El sueño cumplido de servir el almuerzo valenciano

Matías Rodríguez tenía diecinueve años cuando llegó con lo puesto a Valencia, setenta euros en el bolsillo y el alquiler de una habitación durante un mes. Solo un contacto, su hermano Martín, que había llegado dos años antes, y un propósito claro en mente, buscar un futuo mejor lejos de Uruguay. Estuvo indocumentado siete años pero nunca dejó de trabajar en la hostelería. «La hemos remado», dice, con un acento como si hubiera aterrizado ayer. En realidad, lleva ya en Valencia quince años, y en este tiempo ha logrado una familia, un negocio -el bar del mercado de Rojas Clemente-, y un futuro.

Martín y Matías darán hoy cerca de cien almuerzos en la terraza, con bocatas de alguna de las treinta variedades que exponen en las vitrinas de la barra: varios tipos de tortilla, revueltos, embutidos y algunas especialidades como sangre, 'lleteroles' o morro, que no son fáciles de encontrar en Valencia ciudad. También son típicas las torrijas o las tartas, que aprendieron a hacer levantándose a las cuatro de la madrugada para que el anterior dueño, Enrique, que se iba a jubilar, les pudiera enseñar todos los secretos de su cocina.

«Estuvimos casi un año detrás de este local, y conseguimos el traspaso porque le garantizamos que íbamos a mantener la misma línea». Cuentan además que Enrique se sintió muy identificado con ellos, porque él también comenzó de cero con su hermano. Así que cuando llegaron unos compradores con el metro y empezaron a medir el local, no se lo pensó. «Le ofrecían más dinero, pero se trataba de una cuestión emocional».
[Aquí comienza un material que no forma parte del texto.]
impl ArrayData {
    /// Interpret raw bytes as elements of `dtype`.
    pub fn from_bytes(bytes: &[u8], dtype: &DataType) -> Result<Self> {
        if bytes.len() % dtype.size() != 0 {
            return Err(CodecError::LengthMismatch {
                expected: vec![bytes.len() - bytes.len() % dtype.size()],
                actual: bytes.len(),
            });
        }
        let order = dtype.byte_order();
        let data = match (dtype.kind(), dtype.size()) {
            (ElementKind::Bool, 1) => Self::Bool(bytes.iter().map(|&b| b != 0).collect()),
            (ElementKind::Int, 1) => Self::Int8(bytes.iter().map(|&b| b as i8).collect()),
            (ElementKind::Int, 2) => Self::Int16(decode_numbers!(bytes, order, i16, 2)),
            (ElementKind::Int, 4) => Self::Int32(decode_numbers!(bytes, order, i32, 4)),
            (ElementKind::Int, 8) => Self::Int64(decode_numbers!(bytes, order, i64, 8)),
            (ElementKind::UInt, 1) => Self::UInt8(bytes.to_vec()),
            (ElementKind::UInt, 2) => Self::UInt16(decode_numbers!(bytes, order, u16, 2)),
            (ElementKind::UInt, 4) => Self::UInt32(decode_numbers!(bytes, order, u32, 4)),
            (ElementKind::UInt, 8) => Self::UInt64(decode_numbers!(bytes, order, u64, 8)),
            (ElementKind::Float, 4) => Self::Float32(decode_numbers!(bytes, order, f32, 4)),
            (ElementKind::Float, 8) => Self::Float64(decode_numbers!(bytes, order, f64, 8)),
            _ => return Err(CodecError::UnsupportedDtype(dtype.to_string())),
        };
        Ok(data)
    }

    /// Serialize elements with the given byte order.
    pub fn to_bytes(&self, order: ByteOrder) -> Vec<u8> {
        match self {
            Self::Bool(v) => v.iter().map(|&b| b as u8).collect(),
            Self::Int8(v) => v.iter().map(|&b| b as u8).collect(),
            Self::UInt8(v) => v.clone(),
            Self::Int16(v) => encode_numbers!(v, order),
            Self::Int32(v) => encode_numbers!(v, order),
            Self::Int64(v) => encode_numbers!(v, order),
            Self::UInt16(v) => encode_numbers!(v, order),
            Self::UInt32(v) => encode_numbers!(v, order),
            Self::UInt64(v) => encode_numbers!(v, order),
            Self::Float32(v) => encode_numbers!(v, order),
            Self::Float64(v) => encode_numbers!(v, order),
        }
    }

    /// A buffer of `len` copies of `fill`, typed by `dtype`.
    pub fn filled(dtype: &DataType, fill: FillValue, len: usize) -> Result<Self> {
        let as_f64 = match fill {
            FillValue::Bool(b) => b as u8 as f64,
            FillValue::Int(i) => i as f64,
            FillValue::UInt(u) => u as f64,
            FillValue::Float(f) => f,
        };
        let as_i64 = match fill {
            FillValue::Bool(b) => b as i64,
            FillValue::Int(i) => i,
            FillValue::UInt(u) => u as i64,
            FillValue::Float(f) => f as i64,
        };
        let as_u64 = match fill {
            FillValue::Bool(b) => b as u64,
            FillValue::Int(i) => i as u64,
            FillValue::UInt(u) => u,
            FillValue::Float(f) => f as u64,
        };
        let data = match (dtype.kind(), dtype.size()) {
            (ElementKind::Bool, _) => Self::Bool(vec![as_u64 != 0; len]),
            (ElementKind::Int, 1) => Self::Int8(vec![as_i64 as i8; len]),
            (ElementKind::Int, 2) => Self::Int16(vec![as_i64 as i16; len]),
            (ElementKind::Int, 4) => Self::Int32(vec![as_i64 as i32; len]),
            (ElementKind::Int, 8) => Self::Int64(vec![as_i64; len]),
            (ElementKind::UInt, 1) => Self::UInt8(vec![as_u64 as u8; len]),
            (ElementKind::UInt, 2) => Self::UInt16(vec![as_u64 as u16; len]),
            (ElementKind::UInt, 4) => Self::UInt32(vec![as_u64 as u32; len]),
            (ElementKind::UInt, 8) => Self::UInt64(vec![as_u64; len]),
            (ElementKind::Float, 4) => Self::Float32(vec![as_f64 as f32; len]),
            (ElementKind::Float, 8) => Self::Float64(vec![as_f64; len]),
            _ => return Err(CodecError::UnsupportedDtype(dtype.to_string())),
        };
        Ok(data)
    }

    pub fn len(&self) -> usize {
        with_vec!(self, v => v.len())
    }

    pub fn is_empty(&self) -> bool {
        self.len() == 0
    }

    /// Short element type name, for logs and error messages.
    pub fn type_name(&self) -> &'static str {
        match self {
            Self::Bool(_) => "bool",
            Self::Int8(_) => "int8",
            Self::Int16(_) => "int16",
            Self::Int32(_) => "int32",
            Self::Int64(_) => "int64",
            Self::UInt8(_) => "uint8",
            Self::UInt16(_) => "uint16",
            Self::UInt32(_) => "uint32",
            Self::UInt64(_) => "uint64",
            Self::Float32(_) => "float32",
            Self::Float64(_) => "float64",
        }
    }

    /// Copy `count` elements of `src`, starting at `src_start` and advancing by
    /// `src_step`, into consecutive positions of `self` starting at `dst_start`.
    pub fn copy_strided(
        &mut self,
        dst_start: usize,
        src: &ArrayData,
        src_start: usize,
        src_step: usize,
        count: usize,
    ) -> Result<()> {
        if count == 0 {
            return Ok(());
        }
        let dst_len = self.len();
        let src_len = src.len();
        let src_last = src_start + (count - 1) * src_step;
        if dst_start + count > dst_len || src_last >= src_len {
            return Err(CodecError::LengthMismatch {
                expected: vec![dst_start + count, src_last + 1],
                actual: dst_len.min(src_len),
            });
        }
        let (dst_name, src_name) = (self.type_name(), src.type_name());
        with_pair!(self, src, (dst, s) => {
            if src_step == 1 {
                dst[dst_start..dst_start + count].copy_from_slice(&s[src_start..src_start + count]);
            } else {
                for (i, slot) in dst[dst_start..dst_start + count].iter_mut().enumerate() {
                    *slot = s[src_start + i * src_step];
                }
            }
            Ok(())
        }, Err(CodecError::TypeMismatch(format!("cannot copy {src_name} into {dst_name}"))))
    }

    /// Build a new buffer by picking elements; `None` picks `fill`.
    ///
    /// Used to cut a full array into padded chunk buffers.
    pub fn gather(&self, indices: &[Option<usize>], fill: FillValue) -> Result<Self> {
        let mut out = self.empty_like(indices.len());
        let fill_one = self.fill_one(fill);
        for index in indices {
            match index {
                Some(i) if *i < self.len() => out.push_from(self, *i)?,
                Some(i) => {
                    return Err(CodecError::LengthMismatch {
                        expected: vec![i + 1],
                        actual: self.len(),
                    })
                }
                None => out.push_from(&fill_one, 0)?,
            }
        }
        Ok(out)
    }

    fn empty_like(&self, capacity: usize) -> Self {
        match self {
            Self::Bool(_) => Self::Bool(Vec::with_capacity(capacity)),
            Self::Int8(_) => Self::Int8(Vec::with_capacity(capacity)),
            Self::Int16(_) => Self::Int16(Vec::with_capacity(capacity)),
            Self::Int32(_) => Self::Int32(Vec::with_capacity(capacity)),
            Self::Int64(_) => Self::Int64(Vec::with_capacity(capacity)),
            Self::UInt8(_) => Self::UInt8(Vec::with_capacity(capacity)),
            Self::UInt16(_) => Self::UInt16(Vec::with_capacity(capacity)),
            Self::UInt32(_) => Self::UInt32(Vec::with_capacity(capacity)),
            Self::UInt64(_) => Self::UInt64(Vec::with_capacity(capacity)),
            Self::Float32(_) => Self::Float32(Vec::with_capacity(capacity)),
            Self::Float64(_) => Self::Float64(Vec::with_capacity(capacity)),
        }
    }

    fn fill_one(&self, fill: FillValue) -> Self {
        let mut one = self.empty_like(1);
        let (i, u, f, b) = match fill {
            FillValue::Bool(b) => (b as i64, b as u64, b as u8 as f64, b),
            FillValue::Int(i) => (i, i as u64, i as f64, i != 0),
            FillValue::UInt(u) => (u as i64, u, u as f64, u != 0),
            FillValue::Float(f) => (f as i64, f as u64, f, f != 0.0),
        };
        match &mut one {
            Self::Bool(v) => v.push(b),
            Self::Int8(v) => v.push(i as i8),
            Self::Int16(v) => v.push(i as i16),
            Self::Int32(v) => v.push(i as i32),
            Self::Int64(v) => v.push(i),
            Self::UInt8(v) => v.push(u as u8),
            Self::UInt16(v) => v.push(u as u16),
            Self::UInt32(v) => v.push(u as u32),
            Self::UInt64(v) => v.push(u),
            Self::Float32(v) => v.push(f as f32),
            Self::Float64(v) => v.push(f),
        }
        one
    }

    fn push_from(&mut self, src: &ArrayData, index: usize) -> Result<()> {
        let (dst_name, src_name) = (self.type_name(), src.type_name());
        with_pair!(self, src, (dst, s) => {
            dst.push(s[index]);
            Ok(())
        }, Err(CodecError::TypeMismatch(format!("cannot copy {src_name} into {dst_name}"))))
    }

    /// Element at `index` as a scalar.
    pub fn scalar_at(&self, index: usize) -> Option<Scalar> {
        let scalar = match self {
            Self::Bool(v) => Scalar::Bool(*v.get(index)?),
            Self::Int8(v) => Scalar::Int(*v.get(index)? as i64),
            Self::Int16(v) => Scalar::Int(*v.get(index)? as i64),
            Self::Int32(v) => Scalar::Int(*v.get(index)? as i64),
            Self::Int64(v) => Scalar::Int(*v.get(index)?),
            Self::UInt8(v) => Scalar::UInt(*v.get(index)? as u64),
            Self::UInt16(v) => Scalar::UInt(*v.get(index)? as u64),
            Self::UInt32(v) => Scalar::UInt(*v.get(index)? as u64),
            Self::UInt64(v) => Scalar::UInt(*v.get(index)?),
            Self::Float32(v) => Scalar::Float(*v.get(index)? as f64),
            Self::Float64(v) => Scalar::Float(*v.get(index)?),
        };
        Some(scalar)
    }

    /// Lossy conversion of every element to `f64`.
    pub fn to_f64_vec(&self) -> Vec<f64> {
        (0..self.len())
            .filter_map(|i| self.scalar_at(i))
            .map(|s| s.as_f64())
            .collect()
    }
}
En estos tres años que llevan al frente del negocio, el barrio ha ido cambiando, la plaza Rojas Clemente es peatonal y la terraza le ha dado una nueva vida al bar. «Esta zona no tiene ya nada que ver con lo que era, los pisos se están revalorizando y tenemos muchos turistas». También clientes fieles que han conservado y otros que se han ido sumando. «Empezamos cinco personas, ahora somos doce en plantilla. Además, tenía claro que no quería que nadie pasara por lo que había pasado yo», explica. «Nunca me habían hecho un contrato de jornada completa y que encima se cumple», puntualiza una de las empleadas que pasa por allí y escucha a su jefe. Tampoco habían visto que el dueño se pusiera a pelar patatas. «Aquí todos hacemos de todo; eso sí, hay que currar. Puedes ver que nadie está parado». Son las doce de la mañana, ha bajado la faena de almuerzos y comienzan a prepararlo todo para las comidas. Entre ellos, la cocinera que tenía el anterior dueño, que ha seguido trabajando. «No sabes lo que es esa mujer, una máquina».

Matías cree que las razones del éxito del negocio tienen mucho que ver con la implicación personal, con ofrecer un buen producto y también con esa simpatía que llevan puesta. «Va en nuestra personalidad, pero es que aquí la gente viene a disfrutar, sabiendo siempre cuál es el lugar de cada uno».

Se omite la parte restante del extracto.